# Particle in a box in cartesian coordinates

1. May 13, 2015

### Maylis

1. The problem statement, all variables and given/known data

2. Relevant equations

3. The attempt at a solution
a) The schrödinger equation
$$i \hbar \frac {\partial \Psi}{\partial t} = - \frac {\hbar^{2}}{2m} \nabla^{2} \psi + V \psi$$
For the case $0 \le x,y,z \le a$, $V = 0$
$$i \hbar \frac {\partial \Psi}{\partial t} = - \frac {\hbar^{2}}{2m} \Big [ \frac {\partial^{2} \psi}{\partial x^{2}} + \frac {\partial^{2} \psi}{\partial y^{2}}+ \frac {\partial^{2} \psi}{\partial z^{2}} \Big ]$$
But with the sum of the second derivates, is it possible to set each of these equal to the time derivative separately? If so, then why?

2. May 13, 2015

### Maylis

Okay I have made some progress on this problem, however I am curious, is it the case that $n_{x} = n_{y} = n_{z}$? If they are allowed to be different numbers, I suspect that is what allows for degenerate energies.

Last edited: May 13, 2015
3. May 13, 2015

### PeroK

Re your first question. If you have separate functions of each variable, then consider holding every spatial variable constant. This shows that the time function must be constant. In general:

$T(t) = F(x, y, z) \ \Rightarrow \ T(t) = C = F(x, y, z)$

And:

$X(x) + Y(y) + Z(z) = C \ \Rightarrow \ X(x) = C_x, \ Y(y) = C_y, \ Z(z) = C_z$ where $C_x + C_y + C_z = C$

But, there's no reason that $C_x = C_y = C_z = C/3$

4. May 13, 2015

### Maylis

Is there any easy way to find a given $E_{n}$? Or do you need to do every combination to get $E_{14}$?

5. May 13, 2015

### BvU

Not too many possibilities to get 14 as the sum of three squares ...

6. May 13, 2015

### Maylis

That is not what is meant by $E_{14}$, they mean the 14th highest energy level. Not that the sum of the squares is 14

7. May 13, 2015

### BvU

From the problem statement wording I'm inclined to say you are right.
Usually, we call them EN with EN = N E0 -- so I got sidetracked.

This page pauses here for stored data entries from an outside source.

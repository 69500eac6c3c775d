//! In-memory bucket store
//!
//! Keeps every entity in a [`DashMap`] shard so different entities never
//! contend. A batch is applied while holding the entity's shard entry, which
//! makes it visible to readers as a whole.

use async_trait::async_trait;
use dashmap::DashMap;
use std::collections::BTreeMap;
use std::sync::atomic::{AtomicBool, AtomicU64, AtomicUsize, Ordering};

use super::{BucketFields, BucketRecord, BucketStore, WriteBatch};
use crate::error::StorageError;
use crate::metric::EntityMeta;
use crate::types::{Period, Timestamp};

#[derive(Debug, Default)]
struct EntityData {
    tiers: BTreeMap<Period, BTreeMap<Timestamp, BucketFields>>,
    meta: EntityMeta,
}

/// Operation counters
#[derive(Debug, Clone, Copy, Default, PartialEq, Eq)]
pub struct MemoryStoreStats {
    /// `read_bucket_range` calls
    pub range_reads: u64,
    /// `write_batch` calls that were applied
    pub batches_written: u64,
}

/// [`BucketStore`] held in process memory
///
/// Supports failure injection so callers can exercise the breaker.
#[derive(Debug, Default)]
pub struct MemoryBucketStore {
    entities: DashMap<String, EntityData>,
    unavailable: AtomicBool,
    failing_writes: AtomicUsize,
    range_reads: AtomicU64,
    batches_written: AtomicU64,
}

impl MemoryBucketStore {
    /// Empty store
    pub fn new() -> Self {
        Self::default()
    }

    /// Make every call fail with a connection error until reset
    pub fn set_unavailable(&self, unavailable: bool) {
        self.unavailable.store(unavailable, Ordering::SeqCst);
    }

    /// Fail the next `count` batch writes
    pub fn fail_next_writes(&self, count: usize) {
        self.failing_writes.store(count, Ordering::SeqCst);
    }

    /// Stored fields of one bucket
    pub fn bucket(&self, entity: &str, period: Period, key: Timestamp) -> Option<BucketFields> {
        self.entities
            .get(entity)
            .and_then(|data| data.tiers.get(&period).and_then(|tier| tier.get(&key)).cloned())
    }

    /// Number of stored buckets of one tier
    pub fn bucket_count(&self, entity: &str, period: Period) -> usize {
        self.entities
            .get(entity)
            .and_then(|data| data.tiers.get(&period).map(BTreeMap::len))
            .unwrap_or(0)
    }

    /// Counters since creation
    pub fn stats(&self) -> MemoryStoreStats {
        MemoryStoreStats {
            range_reads: self.range_reads.load(Ordering::Relaxed),
            batches_written: self.batches_written.load(Ordering::Relaxed),
        }
    }

    fn check_available(&self) -> Result<(), StorageError> {
        if self.unavailable.load(Ordering::SeqCst) {
            return Err(StorageError::Connection("memory store marked unavailable".into()));
        }
        Ok(())
    }

    fn take_injected_write_failure(&self) -> bool {
        self.failing_writes
            .fetch_update(Ordering::SeqCst, Ordering::SeqCst, |n| n.checked_sub(1))
            .is_ok()
    }
}

#[async_trait]
impl BucketStore for MemoryBucketStore {
    async fn read_bucket_range(
        &self,
        entity: &str,
        period: Period,
        start: Timestamp,
        end: Timestamp,
    ) -> Result<Vec<BucketRecord>, StorageError> {
        self.check_available()?;
        self.range_reads.fetch_add(1, Ordering::Relaxed);

        if start > end {
            return Ok(Vec::new());
        }
        let Some(data) = self.entities.get(entity) else {
            return Ok(Vec::new());
        };
        let Some(tier) = data.tiers.get(&period) else {
            return Ok(Vec::new());
        };

        Ok(tier
            .range(start..=end)
            .map(|(key, fields)| BucketRecord {
                key: *key,
                fields: fields.clone(),
            })
            .collect())
    }

    async fn read_meta(&self, entity: &str) -> Result<EntityMeta, StorageError> {
        self.check_available()?;
        Ok(self
            .entities
            .get(entity)
            .map(|data| data.meta.clone())
            .unwrap_or_default())
    }

    async fn write_batch(&self, entity: &str, batch: WriteBatch) -> Result<(), StorageError> {
        self.check_available()?;
        if self.take_injected_write_failure() {
            return Err(StorageError::Backend("injected write failure".into()));
        }
        if batch.is_empty() {
            return Ok(());
        }

        let mut data = self.entities.entry(entity.to_string()).or_default();
        for (name, record_type) in batch.meta {
            data.meta.insert(name, record_type);
        }
        for (period, records) in batch.buckets {
            let tier = data.tiers.entry(period).or_default();
            for record in records {
                tier.insert(record.key, record.fields);
            }
        }
        drop(data);

        self.batches_written.fetch_add(1, Ordering::Relaxed);
        Ok(())
    }

    async fn entities(&self) -> Result<Vec<String>, StorageError> {
        self.check_available()?;
        Ok(self.entities.iter().map(|entry| entry.key().clone()).collect())
    }

    fn name(&self) -> &'static str {
        "memory"
    }
}
//! Read planning
//!
//! Reads over an arbitrary date range are planned by [`QueryOptimizer`],
//! which maps the range onto the fewest stored buckets across the supported
//! summary tiers. Execution of the plan lives in the tiered store.
//!
//! ```text
//! [start, end]
//!      │
//!      ▼
//! ┌─────────────────┐
//! │ QueryOptimizer  │  per-tier aligned ranges
//! └────────┬────────┘
//!          │
//!          ▼
//! ┌─────────────────┐
//! │  TieredStore    │  one backend read per range, merged
//! └─────────────────┘
//! ```

pub mod optimizer;

pub use optimizer::{query_count, QueryOptimizer, SlicePlan};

But then why Griffiths thinks E14 is so interesting is a mystery to me. Let us know if you find something !

8. May 13, 2015

### PeroK

There's a whole sequence here of the number of ways that each integer can be expressed as a sum of 3 non-zero squares:

https://oeis.org/A025427

https://oeis.org/A025427/b025427.txt

For example:

66 is the first integer that can be expressed in 3 different ways; 129 in 4 different ways; 194 in 5 different ways; 209 in 6 ways.